Help using Base SAS procedures

problem about joining datasets

Accepted Solution Solved
Reply
Contributor
Posts: 38
Accepted Solution

problem about joining datasets

Hi all,

Please see attachments:

frame is a balanced frame, which is 24 firms (i.e. PERMNO) * 336months=8064 observations.

e1 is also about the same 24 firms but some of them do not have observations during the whole 336-month period, so it is not a balanced dataset.

e2 is only the monthly data for 324 months.

What I want is to let e1 and e2 join frame, because frame is a balanced frame and I want generate a whole balanced panel.

the unique linking variable should be PERMNOYm (when joining e1 and frame) or Ym(when joining e2 and frame).
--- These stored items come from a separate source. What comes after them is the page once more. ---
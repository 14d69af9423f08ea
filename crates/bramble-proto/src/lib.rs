#![deny(unsafe_code)]

//! Wire protocol for the bramble client↔master channel.
//!
//! Every message on the socket is a sequence of fixed-width little-endian
//! fields with no delimiters: a `u32` opcode, then the payload fields that
//! opcode requires. An array payload is a `u32` element count followed by
//! that many `f32` elements.
//!
//! This is the *client* code space only. The master↔worker messages use a
//! separate, smaller code space (`NodeOrder`/`NodeAnswer` in `bramble-core`);
//! the master translates between the two at its boundary. Keep the spaces
//! separate — unifying them would couple the client surface to the internal
//! tree protocol.

pub mod codec;

pub use codec::{read_answer, read_order, write_answer, write_order};

/// Upper bound on array payload length accepted by the decoder.
pub const MAX_ARRAY_LEN: u32 = 1 << 20;

/// Completion byte the client sends after it has fully consumed an answer.
///
/// The master blocks on this byte before closing its end of the connection,
/// so neither side ever closes a channel the other is still reading. See
/// `bramble-core::gate`.
pub const HANDOFF_DONE: u8 = 0x2B;

/// Errors from encoding or decoding wire messages.
#[derive(Debug, thiserror::Error)]
pub enum ProtoError {
    #[error("IO error on wire: {0}")]
    Io(#[from] std::io::Error),

    #[error("unknown order opcode {0:#x}")]
    UnknownOrder(u32),

    #[error("unknown answer opcode {0:#x}")]
    UnknownAnswer(u32),

    #[error("array length {0} exceeds maximum {MAX_ARRAY_LEN}")]
    ArrayTooLong(u32),
}

/// An order sent by a client to the master.
#[derive(Debug, Clone, PartialEq)]
pub enum Order {
    /// Tear the whole tree down and terminate the master.
    Stop,
    /// Total and distinct cardinality of the multiset.
    HowMany,
    /// Smallest value in the set.
    Min,
    /// Largest value in the set.
    Max,
    /// Is `element` present, and in how many copies?
    Exist { element: f32 },
    /// Sum of all values, duplicates counted.
    Sum,
    /// Insert one element.
    Insert { element: f32 },
    /// Insert a batch of elements.
    InsertMany { elements: Vec<f32> },
    /// Ask every node to log its value in sorted order.
    Print,
}

impl Order {
    /// Wire opcode for this order.
    pub fn opcode(&self) -> u32 {
        match self {
            Order::Stop => opcodes::ORDER_STOP,
            Order::HowMany => opcodes::ORDER_HOW_MANY,
            Order::Min => opcodes::ORDER_MIN,
            Order::Max => opcodes::ORDER_MAX,
            Order::Exist { .. } => opcodes::ORDER_EXIST,
            Order::Sum => opcodes::ORDER_SUM,
            Order::Insert { .. } => opcodes::ORDER_INSERT,
            Order::InsertMany { .. } => opcodes::ORDER_INSERT_MANY,
            Order::Print => opcodes::ORDER_PRINT,
        }
    }
}

/// An answer sent by the master back to a client.
#[derive(Debug, Clone, PartialEq)]
pub enum Answer {
    /// Master acknowledged the stop and is terminating.
    StopOk,
    /// Total and distinct cardinalities.
    HowMany { total: u32, distinct: u32 },
    /// No minimum: the set is empty.
    MinEmpty,
    /// Smallest value.
    Min { element: f32 },
    /// No maximum: the set is empty.
    MaxEmpty,
    /// Largest value.
    Max { element: f32 },
    /// Element present, with its copy count.
    ExistYes { count: u32 },
    /// Element absent.
    ExistNo,
    /// Sum of all values.
    Sum { total: f32 },
    /// Single insertion acknowledged.
    InsertOk,
    /// Batch insertion acknowledged.
    InsertManyOk,
    /// Every node logged its value.
    PrintOk,
}

impl Answer {
    /// Wire opcode for this answer.
    pub fn opcode(&self) -> u32 {
        match self {
            Answer::StopOk => opcodes::ANSWER_STOP_OK,
            Answer::HowMany { .. } => opcodes::ANSWER_HOW_MANY_OK,
            Answer::MinEmpty => opcodes::ANSWER_MIN_EMPTY,
            Answer::Min { .. } => opcodes::ANSWER_MIN_OK,
            Answer::MaxEmpty => opcodes::ANSWER_MAX_EMPTY,
            Answer::Max { .. } => opcodes::ANSWER_MAX_OK,
            Answer::ExistYes { .. } => opcodes::ANSWER_EXIST_YES,
            Answer::ExistNo => opcodes::ANSWER_EXIST_NO,
            Answer::Sum { .. } => opcodes::ANSWER_SUM_OK,
            Answer::InsertOk => opcodes::ANSWER_INSERT_OK,
            Answer::InsertManyOk => opcodes::ANSWER_INSERT_MANY_OK,
            Answer::PrintOk => opcodes::ANSWER_PRINT_OK,
        }
    }
}

/// Raw wire opcodes.
///
/// Orders and answers occupy disjoint ranges so a stream desync shows up as
/// an unknown-opcode error instead of a misparsed payload.
pub mod opcodes {
    pub const ORDER_STOP: u32 = 0x01;
    pub const ORDER_HOW_MANY: u32 = 0x02;
    pub const ORDER_MIN: u32 = 0x03;
    pub const ORDER_MAX: u32 = 0x04;
    pub const ORDER_EXIST: u32 = 0x05;
    pub const ORDER_SUM: u32 = 0x06;
    pub const ORDER_INSERT: u32 = 0x07;
    pub const ORDER_INSERT_MANY: u32 = 0x08;
    pub const ORDER_PRINT: u32 = 0x09;

    pub const ANSWER_STOP_OK: u32 = 0x20;
    pub const ANSWER_HOW_MANY_OK: u32 = 0x21;
    pub const ANSWER_MIN_EMPTY: u32 = 0x22;
    pub const ANSWER_MIN_OK: u32 = 0x23;
    pub const ANSWER_MAX_EMPTY: u32 = 0x24;
    pub const ANSWER_MAX_OK: u32 = 0x25;
    pub const ANSWER_EXIST_YES: u32 = 0x26;
    pub const ANSWER_EXIST_NO: u32 = 0x27;
    pub const ANSWER_SUM_OK: u32 = 0x28;
    pub const ANSWER_INSERT_OK: u32 = 0x29;
    pub const ANSWER_INSERT_MANY_OK: u32 = 0x2A;
    pub const ANSWER_PRINT_OK: u32 = 0x2B;
}

#[cfg(test)]
mod tests {
    use super::*;

    #[test]
    fn test_order_opcodes_distinct() {
        let orders = [
            Order::Stop,
            Order::HowMany,
            Order::Min,
            Order::Max,
            Order::Exist { element: 1.0 },
            Order::Sum,
            Order::Insert { element: 1.0 },
            Order::InsertMany { elements: vec![] },
            Order::Print,
        ];
        let mut seen: Vec<u32> = orders.iter().map(|o| o.opcode()).collect();
        seen.sort_unstable();
        seen.dedup();
        assert_eq!(seen.len(), orders.len());
    }

    #[test]
    fn test_code_spaces_disjoint() {
        // Every answer opcode must be outside the order range.
        let answers = [
            Answer::StopOk,
            Answer::HowMany {
                total: 0,
                distinct: 0,
            },
            Answer::MinEmpty,
            Answer::Min { element: 0.0 },
            Answer::MaxEmpty,
            Answer::Max { element: 0.0 },
            Answer::ExistYes { count: 1 },
            Answer::ExistNo,
            Answer::Sum { total: 0.0 },
            Answer::InsertOk,
            Answer::InsertManyOk,
            Answer::PrintOk,
        ];
        for answer in &answers {
            assert!(answer.opcode() >= 0x20, "{answer:?}");
        }
    }
}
Can anybody help me to do this, no matter merge or proc sql is used? I find some problems when I did it. Thank you in advance.

Attachment
Attachment
Attachment

Accepted Solutions
Solution
‎03-10-2014 09:24 PM
Respected Advisor
Posts: 4,934

Re: problem about joining datasets

Posted in reply to comeon2012

Try something like this:

proc sql;

create table panel as

select frame.*,

  DATEliq, PS_LEVEL, PS_INNOV, PS_VWF,

  RETX, vwretd, vwretx, ewretd, ewretx, sprtrn

from

  frame natural left join

  e2 left join

  e1 on frame.PERMNOYm=e1.PERMNOYm

order by PERMNOYm;

quit;

PG

PG

View solution in original post


All Replies
Solution
‎03-10-2014 09:24 PM
Respected Advisor
Posts: 4,934

Re: problem about joining datasets

Posted in reply to comeon2012

Try something like this:

proc sql;

create table panel as

select frame.*,

  DATEliq, PS_LEVEL, PS_INNOV, PS_VWF,

  RETX, vwretd, vwretx, ewretd, ewretx, sprtrn

from

  frame natural left join

  e2 left join

  e1 on frame.PERMNOYm=e1.PERMNOYm

order by PERMNOYm;

quit;

PG

PG
Contributor
Posts: 38

Re: problem about joining datasets

Thanks PG

but when I did an experiment and tried to join frame and e1 (I just edited the code based on yours as follows), there is always an error (in bold) :

proc sql;

create table panel as

select frame.*,

  RETX, vwretd, vwretx, ewretd, ewretx, sprtrn

from

  frame natural left join

  e1 on frame.PERMNOYm=e1.PERMNOYm

       --

      22

      76

ERROR 22-322: Syntax error, expecting one of the following: a name, ;, (, ',', '.', ANSIMISS,

              AS, CROSS, EXCEPT, FULL, GROUP, HAVING, INNER, INTERSECT, JOIN, LEFT, NATURAL,

              NOMISS, ORDER, OUTER, RIGHT, UNION, WHERE.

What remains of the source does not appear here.